Un tournant pour le marché de l’immobilier

Depuis la remontée des taux d’intérêt, un chapitre s’est clôturé et le marché de l’immobilier tente de s’adapter aux nouvelles conditions. La baisse des prix observée au premier trimestre 2023 marque un changement de dynamique. « Le taux moyen s’établit autour de 3 % pour les maturités les plus fréquemment sollicitées, à savoir 20 et 25 ans », explique l’Agence nationale pour l’information sur le logement (Anil). Or, il y a un an, les meilleurs profils parvenaient encore à obtenir un taux à 1 %. Un tournant est donc amorcé depuis plusieurs mois. Les conditions d’accession à la propriété ont changé et le marché de l’immobilier en fait les frais. La toute relative baisse des prix en 2023 représente donc un ajustement entre l’offre et la demande. « Si au printemps, notre baromètre reste dans le rouge, l’année 2023 s’annoncera très maussade », annonce Thomas Lefebvre.

Autre changement important : le délai de commercialisation se réduit. Autrement dit, les biens se vendent plus rapidement. À Paris, il faut désormais 60 jours en moyenne pour trouver un acquéreur. Plus au sud, à Marseille, un bien immobilier trouve preneur en 55 jours, contre 64 en décembre. À Rennes, le délai est passé de 61 à 44 jours en quelques mois. Les remontées successives des taux directeurs influent fortement sur la politique d’octroi de crédits des banques. Aussi, les acquéreurs solvables ne perdent pas de temps et passent à l’acte tant qu’il est encore temps.

Pouvoir d’achat et taux d’usure

Car, cette baisse des prix de l’immobilier dans l’Hexagone s’inscrit dans le contexte économique actuel plutôt morose pour l’immobilier. La hausse des taux d’intérêt vient plomber les projets d’achat de nombreux primo-accédants, premiers touchés par ce revirement. Avec un pouvoir d’achat immobilier en berne et une épargne souvent contenue, ils sont les premiers à devoir revoir ou abandonner leurs projets d’acquisition. « L’an dernier, en remboursant une mensualité de 1 000 euros pour un crédit à 1 % sur vingt ans, un ménage pouvait emprunter 217 000 euros. Avec un taux désormais de 3 %, cette même mensualité ne permet plus que de rembourser un prêt de 180.000 euros, soit une perte de 18 % de capacité d’emprunt », explique Thomas Lefebvre. Autrement dit, depuis la hausse des taux, le nombre de ménages pouvant acheter au prix du marché est en baisse. Pour absorber la totalité de l’effet de hausse des taux d’intérêt et maintenir la dynamique transactionnelle de ces dernières années, les prix de l’immobilier aurait dû baisser de 20 % sur un an.

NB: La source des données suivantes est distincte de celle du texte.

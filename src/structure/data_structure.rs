//! `DataStructure`: arena owning every data object by id.
//!
//! Objects form a DAG: a node may have several parents, and top-level nodes
//! have none. Ownership is presence in the arena; an object is dropped only
//! by explicit removal. When a removal leaves a child without any parent,
//! that child is removed too, through an explicit worklist traversal rather
//! than reference counting.
//!
//! Structural mutation is single-threaded. All mutating operations return
//! `Result` and never leave a dangling id in a surviving node.

use std::collections::{BTreeMap, BTreeSet};

use crate::data::data_array::DataArray;
use crate::data::dynamic_list::DynamicListArray;
use crate::data::element::ArrayElement;
use crate::data::store::checked_len;
use crate::debug_invariants::DebugInvariants;
use crate::structure::data_object::{
    AttributeMatrix, DataGroup, DataObject, FromDataObject, ObjectData, StringArray,
};
use crate::structure::data_path::{DataPath, validate_name};
use crate::structure::id::IdType;
use crate::structure_error::StructureError;

/// Owner of all data objects.
#[derive(Clone, Debug, Default)]
pub struct DataStructure {
    objects: BTreeMap<IdType, DataObject>,
    top_level: Vec<IdType>,
    next_id: u64,
}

Jusqu’à présent, le taux d’usure avait permis de protéger le marché de l’immobilier. Cependant, la Banque de France a décidé, depuis le 1er février, de réévaluer le taux d’usure tous les mois. Cette mesure va permettre à certains emprunteurs d’obtenir un crédit immobilier, mais elle risque de rendre le crédit plus cher. Conséquence : le taux d’endettement de nombreux ménages va devenir trop fort. Pour s’ajuster à la demande, les vendeurs vont alors devoir revoir leur prix, entraînant une nouvelle baisse générale des prix. Il s’agit là d’un scénario possible. La baisse actuelle est, cependant, trop faible pour le moment pour parler de tendance pour 2023.